Time-Resolved Examination of Fungal Selenium Redox Transformations

Abstract

Selenium (Se) is both a micronutrient required for most life and an element of environmental concern due to its toxicity at high concentrations, and both bioavailability and toxicity are largely influenced by the Se oxidation state. Environmentally relevant fungi have been shown to aerobically reduce Se(IV) and Se(VI), the generally more toxic and bioavailable Se forms. The goal of this study was to shed light on fungal Se(IV) reduction pathways and biotransformation products over time and fungal growth stages. Two Ascomycete fungi were grown with moderate (0.1 mM) and high (0.5 mM) Se(IV) concentrations in batch culture over 1 month. Fungal growth was measured throughout the experiments, and aqueous and biomass-associated Se was quantified and speciated using analytical geochemistry, transmission electron microscopy (TEM), and synchrotron-based X-ray absorption spectroscopy (XAS) approaches. The results show that Se transformation products were largely Se(0) nanoparticles, with a smaller proportion of volatile, methylated Se compounds and Se-containing amino acids.
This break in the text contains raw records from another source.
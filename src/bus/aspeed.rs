// SPDX-License-Identifier: MIT
// SPDX-FileCopyrightText: 2025-2026 natyamatsya contributors
//
// Block Transfer transport for the Aspeed-family BT controller. The
// controller exposes whole-message framing through a small register bank:
// the host raises H2B_ATN when a request is buffered, the BMC streams the
// bytes out of BMC2HOST, and raises B2H_ATN after writing a response back.
//
// Register access goes through the `Regmap` trait so the same driver runs
// against a real MMIO window or a test double.

use std::sync::atomic::{AtomicBool, Ordering};
use std::sync::{Arc, Mutex};
use std::thread::JoinHandle;
use std::time::Duration;

use bitflags::bitflags;

use crate::ctx::{BmcBus, BmcCtx};
use crate::guarded::Guarded;
use crate::msg::BtMsg;
use crate::{Error, Result};

/// Host-side I/O base advertised in CR0.
const BT_IO_BASE: u32 = 0xe4;
/// Host-side IRQ advertised in CR0.
const BT_IRQ: u32 = 10;

pub const BT_CR0: u32 = 0x0;
const BT_CR0_IO_BASE: u32 = 16;
const BT_CR0_IRQ: u32 = 12;
const BT_CR0_EN_CLR_SLV_RDP: u32 = 0x8;
const BT_CR0_EN_CLR_SLV_WRP: u32 = 0x4;
const BT_CR0_ENABLE_IBT: u32 = 0x1;
pub const BT_CR1: u32 = 0x4;
pub const BT_CR2: u32 = 0x8;
pub const BT_CR3: u32 = 0xc;
pub const BT_CTRL: u32 = 0x10;
pub const BT_BMC2HOST: u32 = 0x14;
pub const BT_INTMASK: u32 = 0x18;

bitflags! {
    /// BT_CTRL bits. Writing a 1 toggles the sticky bits (B_BUSY, the
    /// attention bits); CLR_RD_PTR / CLR_WR_PTR are write-only strobes.
    #[derive(Debug, Clone, Copy, PartialEq, Eq)]
    pub struct BtCtrl: u8 {
        const B_BUSY = 0x80;
        const H_BUSY = 0x40;
        const OEM0 = 0x20;
        const SMS_ATN = 0x10;
        const B2H_ATN = 0x08;
        const H2B_ATN = 0x04;
        const CLR_RD_PTR = 0x02;
        const CLR_WR_PTR = 0x01;
    }
}

bitflags! {
    /// Interrupt enable (CR1) / status (CR2) bits.
    #[derive(Debug, Clone, Copy, PartialEq, Eq)]
    pub struct BtIrq: u32 {
        const H2B = 0x01;
        const HBUSY = 0x40;
    }
}

/// CR0 value that enables the interface.
pub const fn enable_mask() -> u32 {
    (BT_IO_BASE << BT_CR0_IO_BASE)
        | (BT_IRQ << BT_CR0_IRQ)
        | BT_CR0_EN_CLR_SLV_RDP
        | BT_CR0_EN_CLR_SLV_WRP
        | BT_CR0_ENABLE_IBT
}

/// Poll cadence when no interrupt line is wired up.
pub const POLL_INTERVAL_MS: u64 = 500;

/// Register-bank access, 32 bits wide per register.
///
/// Stands in for the syscon regmap: the production implementation reads
/// and writes the mapped BT window, tests supply an in-memory double.
pub trait Regmap: Send + Sync {
    fn read(&self, offset: u32) -> u32;
    fn write(&self, offset: u32, val: u32);
}

impl<T: Regmap + ?Sized> Regmap for Arc<T> {
    fn read(&self, offset: u32) -> u32 {
        (**self).read(offset)
    }
    fn write(&self, offset: u32, val: u32) {
        (**self).write(offset, val)
    }
}

/// The Aspeed BT transport.
///
/// Outbound it implements [`BmcBus`]; inbound, [`AspeedBtBus::poll_once`]
/// or [`AspeedBtBus::handle_interrupt`] pull buffered requests out of the
/// controller and hand them to the core.
pub struct AspeedBtBus<R: Regmap> {
    io: R,
    offset: u32,
    ctx: Arc<BmcCtx>,
    // Serialises the multi-register sequences (fetch, send) against each
    // other; there is no data to guard, the registers are the state.
    regs: Guarded<()>,
    stop: AtomicBool,
    poller: Mutex<Option<JoinHandle<()>>>,
}

impl<R: Regmap + 'static> AspeedBtBus<R> {
    /// Create the transport over `io` (registers at `offset`), bind it to
    /// `ctx`, and enable the controller. Fails with [`Error::Busy`] if
    /// another transport is bound.
    pub fn bind(ctx: Arc<BmcCtx>, io: R, offset: u32) -> Result<Arc<Self>> {
        let bus = Arc::new(Self {
            io,
            offset,
            ctx: Arc::clone(&ctx),
            regs: Guarded::new(()),
            stop: AtomicBool::new(false),
            poller: Mutex::new(None),
        });
        let as_bus: Arc<dyn BmcBus> = Arc::clone(&bus) as Arc<dyn BmcBus>;
        ctx.register_bus(as_bus)?;
        bus.enable();
        log::info!("aspeed bt transport bound");
        Ok(bus)
    }

    /// Stop polling and unbind from the context.
    pub fn unbind(self: &Arc<Self>) -> Result<()> {
        self.stop_polling();
        let as_bus: Arc<dyn BmcBus> = Arc::clone(self) as Arc<dyn BmcBus>;
        self.ctx.unregister_bus(&as_bus)
    }

    /// Spawn the fallback poller used when no interrupt line is present:
    /// every [`POLL_INTERVAL_MS`] it signals response-open if the channel
    /// is clear and drains any buffered request.
    ///
    /// The poller thread keeps the bus alive until [`stop_polling`]
    /// (or [`unbind`]) is called.
    ///
    /// [`stop_polling`]: AspeedBtBus::stop_polling
    /// [`unbind`]: AspeedBtBus::unbind
    pub fn start_polling(self: &Arc<Self>) {
        let mut poller = self.poller.lock().unwrap_or_else(|e| e.into_inner());
        if poller.is_some() {
            return;
        }
        let bus = Arc::clone(self);
        *poller = Some(std::thread::spawn(move || {
            while !bus.stop.load(Ordering::Acquire) {
                bus.poll_once();
                std::thread::sleep(Duration::from_millis(POLL_INTERVAL_MS));
            }
        }));
    }

    /// Stop and join the poller thread, if running.
    pub fn stop_polling(&self) {
        self.stop.store(true, Ordering::Release);
        let handle = self
            .poller
            .lock()
            .unwrap_or_else(|e| e.into_inner())
            .take();
        if let Some(handle) = handle {
            let _ = handle.join();
        }
    }
}

impl<R: Regmap> AspeedBtBus<R> {
    fn inb(&self, reg: u32) -> u8 {
        self.io.read(self.offset + reg) as u8
    }

    fn outb(&self, data: u8, reg: u32) {
        self.io.write(self.offset + reg, data as u32);
    }

    fn ctrl(&self) -> BtCtrl {
        BtCtrl::from_bits_truncate(self.inb(BT_CTRL))
    }

    fn clr_rd_ptr(&self) {
        self.outb(BtCtrl::CLR_RD_PTR.bits(), BT_CTRL);
    }

    fn clr_wr_ptr(&self) {
        self.outb(BtCtrl::CLR_WR_PTR.bits(), BT_CTRL);
    }

    fn clr_h2b_atn(&self) {
        self.outb(BtCtrl::H2B_ATN.bits(), BT_CTRL);
    }

    fn set_b_busy(&self) {
        if !self.ctrl().contains(BtCtrl::B_BUSY) {
            self.outb(BtCtrl::B_BUSY.bits(), BT_CTRL);
        }
    }

    fn clr_b_busy(&self) {
        if self.ctrl().contains(BtCtrl::B_BUSY) {
            self.outb(BtCtrl::B_BUSY.bits(), BT_CTRL);
        }
    }

    fn set_b2h_atn(&self) {
        self.outb(BtCtrl::B2H_ATN.bits(), BT_CTRL);
    }

    fn bt_read(&self) -> u8 {
        self.inb(BT_BMC2HOST)
    }

    fn bt_write(&self, c: u8) {
        self.outb(c, BT_BMC2HOST);
    }

    /// Program CR0 and clear a stale B_BUSY left over from a reset.
    pub fn enable(&self) {
        self.io.write(self.offset + BT_CR0, enable_mask());
        self.clr_b_busy();
    }

    /// Enable the H2B and HBUSY interrupts in CR1. H2B fires when the
    /// host buffers a request; HBUSY clears (with B2H) when the next
    /// response can be written.
    pub fn enable_interrupts(&self) {
        let cr1 = self.offset + BT_CR1;
        let val = self.io.read(cr1) | BtIrq::H2B.bits() | BtIrq::HBUSY.bits();
        self.io.write(cr1, val);
    }

    /// Caller is inside the register exclusive section.
    fn response_open_raw(&self) -> bool {
        !self
            .ctrl()
            .intersects(BtCtrl::H_BUSY | BtCtrl::B2H_ATN)
    }

    fn request_avail(&self) -> bool {
        self.regs.with(|_| self.ctrl().contains(BtCtrl::H2B_ATN))
    }

    /// Stream one buffered request out of the controller and dispatch it.
    ///
    /// The frame is assembled inside the exclusive section; the dispatch
    /// runs after it, because the core may synchronously answer on this
    /// same transport (the error-synthesiser path).
    fn fetch_request(&self) {
        let request = self.regs.with(|_| {
            if !self.ctrl().contains(BtCtrl::H2B_ATN) {
                return None;
            }

            self.set_b_busy();
            self.clr_h2b_atn();
            self.clr_rd_ptr();

            let mut request = BtMsg::default();
            let buf = request.as_mut_bytes();
            buf[0] = self.bt_read();
            let total = (buf[0] as usize + 1).min(buf.len());
            for slot in buf[1..total].iter_mut() {
                *slot = self.bt_read();
            }

            self.clr_b_busy();
            Some(request)
        });

        if let Some(request) = request {
            self.ctx.handle_request(&request);
        }
    }

    /// One iteration of the no-interrupt fallback: signal response-open
    /// when the channel is clear, then drain a buffered request.
    pub fn poll_once(&self) {
        if self.is_response_open() {
            self.ctx.signal_response_open();
        }
        if self.request_avail() {
            self.fetch_request();
        }
    }

    /// Service the BT interrupt: check and acknowledge the CR2 status
    /// bits, then do the same work as [`AspeedBtBus::poll_once`]. Returns
    /// `false` when the interrupt was not ours.
    pub fn handle_interrupt(&self) -> bool {
        let cr2 = self.offset + BT_CR2;
        let pending = self.io.read(cr2) & (BtIrq::H2B.bits() | BtIrq::HBUSY.bits());
        if pending == 0 {
            return false;
        }
        // ack pending IRQs
        self.io.write(cr2, pending);

        if self.is_response_open() {
            self.ctx.signal_response_open();
        }
        if self.request_avail() {
            self.fetch_request();
        }
        true
    }
}

impl<R: Regmap> BmcBus for AspeedBtBus<R> {
    /// Write a whole response into the controller and raise B2H_ATN.
    ///
    /// Wire layout of a response:
    ///
    /// ```text
    /// Byte 1  Byte 2     Byte 3  Byte 4  Byte 5  Byte 6:N
    /// Length  NetFn/LUN  Seq     Cmd     Code    Data
    /// ```
    fn send_response(&self, response: &BtMsg) -> Result<()> {
        self.regs.with(|_| {
            if !self.response_open_raw() {
                return Err(Error::Busy);
            }

            self.clr_wr_ptr();
            for &b in response.as_bytes() {
                self.bt_write(b);
            }
            self.set_b2h_atn();

            Ok(())
        })
    }

    fn is_response_open(&self) -> bool {
        self.regs.with(|_| self.response_open_raw())
    }
}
Interestingly, the relative proportions of these products were consistent throughout all fungal growth stages, and the products appeared stable over time even as growth and Se(IV) concentration declined. This time-series experiment showing different biotransformation products throughout the different growth phases suggests that multiple mechanisms are responsible for Se detoxification, but some of these mechanisms might be independent of Se presence and serve other cellular functions. Knowing and predicting fungal Se transformation products has important implications for environmental and biological health as well as for biotechnology applications such as bioremediation, nanobiosensors, and chemotherapeutic agents.

Figure 1

Net dry biomass weights (mg) for A. alternata (top panel) and P. sporulosa (bottom panel) grown in the presence of 0.1 mM Se(IV), 0.5 mM Se(IV), or no added Se. Points are averages of replicate cultures, where bars represent the range of measured values for the two replicates. Points where no bars are visible have ranges smaller than the vertical point size. Dashed lines from time point zero are inferred, as the actual biomass at the start of the experiment was too low to be measured (∼0 mg at t = 0).

Figure 2

Aqueous Se(IV) content (μmol) remaining in solution over time for A. alternata (squares) and P. sporulosa (triangles) grown in the presence of 0.1 mM Se(IV) (light blue) and 0.5 mM Se(IV) (dark blue). Gray diamonds represent fungi grown in the absence of Se (biological controls). Points are shown as the average of the replicate cultures, where bars represent the range of measured values for the two replicates.

Figure 3

Relative percentages of Se pools (aqueous, solid, volatile) throughout 32 days of growth for A. alternata (left panels) and P. sporulosa (right panels) in media supplemented with (a, b) 0.1 mM Se(IV) and (c, d) 0.5 mM Se(IV), respectively.

Figure 4

Relative abundance (%) of solid-associated Se species, as determined by linear combination fitting of Se K-edge EXAFS spectra, throughout 32 days of growth for A. alternata and P. sporulosa in media supplemented with 0.1 mM Se(IV) (top panels) or 0.5 mM Se(IV) (bottom panels). Selenium species shown represent those fractions >5% of total Se species. Missing data points for t = 32 days were due to flask contamination.

Figure 5

Transmission electron microscopy (TEM) images of cross sections through fungal hyphae of A. alternata (a, b) and P. sporulosa (c, d, e) showing electron dense SeNPs. (a) Black arrows highlight extracellular and intracellular SeNPs. (b) Extracellular aggregates and filaments of small SeNPs were characteristic for A. alternata. (c) Spherical nature of larger, individual SeNPs produced by P. sporulosa. (d) SeNPs embedded in the cell wall and (e) aligned along the interior of the cell membrane (black arrow) suggest that these particles could be expelled outside the cell.